The Trajectory of Joy in old age
We do not like the idea of growing old but we like thinking about the alternative even less. We can only hope that we may have as pleasant a time as possible while age happens to us. How likely is this?
Looking at numbers seems unlikely to cheer us up but is surprisingly reassuring. The beyond-blue end of the spectrum of sadness is severe depression needing clinical treatment. This is associated with changes in brain biochemistry that are not necessarily related to bad things that happen to us1 and is diagnosed by psychiatric interviews or by answers to Depression questionnaires (e.g 2,3 ).An early survey4 and more recent reviews5 find no evidence that severe depression becomes more common in old age But, because age increases the odds of unpleasant events we must ask if the picture changes if we include lesser miseries.
It does not seem so. A national survey in wonderful lucky Australia concluded that depression and anxiety steadily decline through middle and old age. A later analysis of these data questions this conclusion6 but other large surveys do not. A U shaped contentment function, with an initial high in youth followed by a decline in middle age recovering to a second peak in old age was found for 250,000 people N America and West Europe7.Some analysts suggest that the happiness curve may be S shaped: a high in early life, a trough in middle age and then improvement until a small drop in the 70’s and beyond.6 Though the older we get the more likely we are to meet hard times, this is good news. The glum middle-aged must just buck up, pull themselves together and walk more often on the sunny side of the street.
As usual in science the more we think about the data the more questions we find to ask and the less certain we become. A problem with questionnaire answers is that what happens to people is one thing and how they cope with it is quite another. For example older people may be hardened against despairs by lifetimes of dealing with problems that now disturb them much less than when they first experienced them when they were younger.

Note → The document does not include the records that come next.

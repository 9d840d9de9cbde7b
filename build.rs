//! Build script to generate embedded word lists
//!
//! Reads the candidate and accepted word files and generates Rust source code with const arrays.

use std::env;
use std::fs;
use std::io::Write;
use std::path::Path;

fn main() {
    let out_dir = env::var("OUT_DIR").unwrap();

    // Words the secret can be drawn from
    generate_word_list(
        "data/answers.txt",
        &Path::new(&out_dir).join("candidates.rs"),
        "CANDIDATES",
        "Candidate secret words",
    );

    // Words accepted as guesses
    generate_word_list(
        "data/allowed.txt",
        &Path::new(&out_dir).join("accepted.rs"),
        "ACCEPTED",
        "Words accepted as valid guesses",
    );

    println!("cargo:rerun-if-changed=data/answers.txt");
    println!("cargo:rerun-if-changed=data/allowed.txt");
}

fn generate_word_list(input_path: &str, output_path: &Path, const_name: &str, doc_comment: &str) {
    let content = fs::read_to_string(input_path)
        .unwrap_or_else(|e| panic!("Failed to read {input_path}: {e}"));

    let words: Vec<&str> = content
        .lines()
        .map(str::trim)
        .filter(|line| !line.is_empty())
        .collect();
    let count = words.len();

    let mut output = fs::File::create(output_path)
        .unwrap_or_else(|e| panic!("Failed to create {}: {e}", output_path.display()));

    writeln!(output, "// Generated word list").unwrap();
    writeln!(output, "//").unwrap();
    writeln!(output, "// {doc_comment} ({count} words)").unwrap();
    writeln!(output).unwrap();
    writeln!(output, "/// {doc_comment} ({count} words)").unwrap();
    writeln!(output, "pub const {const_name}: &[&str] = &[").unwrap();

    for word in words {
        writeln!(output, "    \"{word}\",").unwrap();
    }

    writeln!(output, "];").unwrap();
    writeln!(output).unwrap();
    writeln!(output, "/// Number of words in {const_name}").unwrap();
    writeln!(output, "pub const {const_name}_COUNT: usize = {count};").unwrap();
}
//! Formatting utilities for terminal output

use crate::core::{Evaluation, Verdict, Word};
use crate::game::{GuessRecord, KeyboardState, MAX_ROWS, Outcome, QWERTY_ROWS};
use colored::{ColoredString, Colorize};

/// Color one letter cell by its verdict
#[must_use]
pub fn colored_letter(letter: char, verdict: Option<Verdict>) -> ColoredString {
    let cell = format!(" {} ", letter.to_ascii_uppercase());
    match verdict {
        Some(Verdict::Correct) => cell.black().on_green().bold(),
        Some(Verdict::Present) => cell.black().on_yellow().bold(),
        Some(Verdict::Absent) => cell.white().on_bright_black(),
        None => cell.normal(),
    }
}

/// Format a guess as a row of colored tiles
#[must_use]
pub fn colored_tiles(guess: &Word, evaluation: &Evaluation) -> String {
    guess
        .chars()
        .iter()
        .zip(evaluation.verdicts())
        .map(|(&letter, &verdict)| colored_letter(letter as char, Some(verdict)).to_string())
        .collect()
}

/// Format the keyboard, one line per row, colored by known verdicts
#[must_use]
pub fn keyboard_lines(keyboard: &KeyboardState) -> Vec<String> {
    QWERTY_ROWS
        .iter()
        .enumerate()
        .map(|(indent, row)| {
            let keys: String = row
                .chars()
                .map(|letter| colored_letter(letter, keyboard.get(letter)).to_string())
                .collect();
            format!("{}{keys}", " ".repeat(indent * 2))
        })
        .collect()
}

/// Share header such as "Wordle 3/6" or "Wordle X/6"
#[must_use]
pub fn share_header(outcome: Outcome, guesses: usize) -> String {
    match outcome {
        Outcome::Won => format!("Wordle {guesses}/{MAX_ROWS}"),
        Outcome::Lost => format!("Wordle X/{MAX_ROWS}"),
    }
}

/// Emoji grid of every accepted guess, one row per line
#[must_use]
pub fn share_grid(history: &[GuessRecord]) -> String {
    history
        .iter()
        .map(|record| record.evaluation.to_emoji())
        .collect::<Vec<_>>()
        .join("\n")
}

I haven’t found much research on how effectively people can cope with difficulties at different ages, so I can only fall back on my first impressions of unpublished data. My colleagues and I gave an unusually healthy, robust and cheerful group of 1965 people in Newcastle and Manchester, then aged from 50 to 89, a check-list of 50 different kinds of stressful life events, ranging from bereavement and divorce to small everyday hassles. They reported how often they had encountered each during the past year and how much it had upset them. Numbers of reported stressful events fell with age. So, also, did the average intensity of the stress that identical events caused. To make this comparison properly it is unwise include peoples’ ratings of their responses to their most and least significant disasters because these will be undifferentiated at the upper and lower limits of the scale. When we separately counted only moderate hassles we got the same result. The older volunteers seemed to experience fewer stressful events and also to be less upset by those that they did experience. Again excellent news but, given folk wisdom about our Grey Years, also surprising. How can this be?
A snag is that all of the comparisons that we have discussed are cross-sectional, comparing groups of people of different ages. There is excellent demographic evidence that socio-economic disadvantage not only makes us unhappy but shortens our lives. There is also good evidence that depression increases the odds of earlier death for people suffering from cancers8. People with cardiovascular disease are also more likely to be depressed9 and, if they are this increases risk of poor clinical outcomes10 heart attacks11, and earlier death12. Socio-economic disadvantage not only makes us unhappy for obvious reasons. It also increases risk of pathologies that kill us young.13 The oldest of us are lucky survivors who have, most likely, been atypically healthy, prosperous and cheerful throughout our lives. Those whose youth and middle age are overcast by poor health, misfortune and sadness can no longer answer questionnaires.
So we older-oldies can be glad that we have survived and also that we have survived because we have been, and still are, happier than most. A malign spiral to early deletion is driven by deprivation, illness and sadness but a benevolent reverse spiral is also possible. Obstinate cheerfulness makes illness and deprivation easier to bear, reduces the damage they cause and postpones death. I should be very grateful for evidence (large controlled trials please) that this encouraging and plausible story is true. Even if things do not quite work this way or are, as usual, much more complicated than they first seem, it seems far better to be resolutely and perversely happy until further access to joy becomes irrelevant.
There are surely scores of self-improvement and survival schemes for the elderly, some quite expensive, most richly glistening with snake oil, all promising to instruct people of my age how best to live our lives. Perhaps reading some of these might help my shuffle along precarious paths of geriatric joy. I do not think that I shall bother with them because I doubt that they would do more good than the wisdom distilled from the appalling events that we shall spend 2014 remembering: “Just pack up your troubles in your old kit bag and Smile, Smile, Smile”.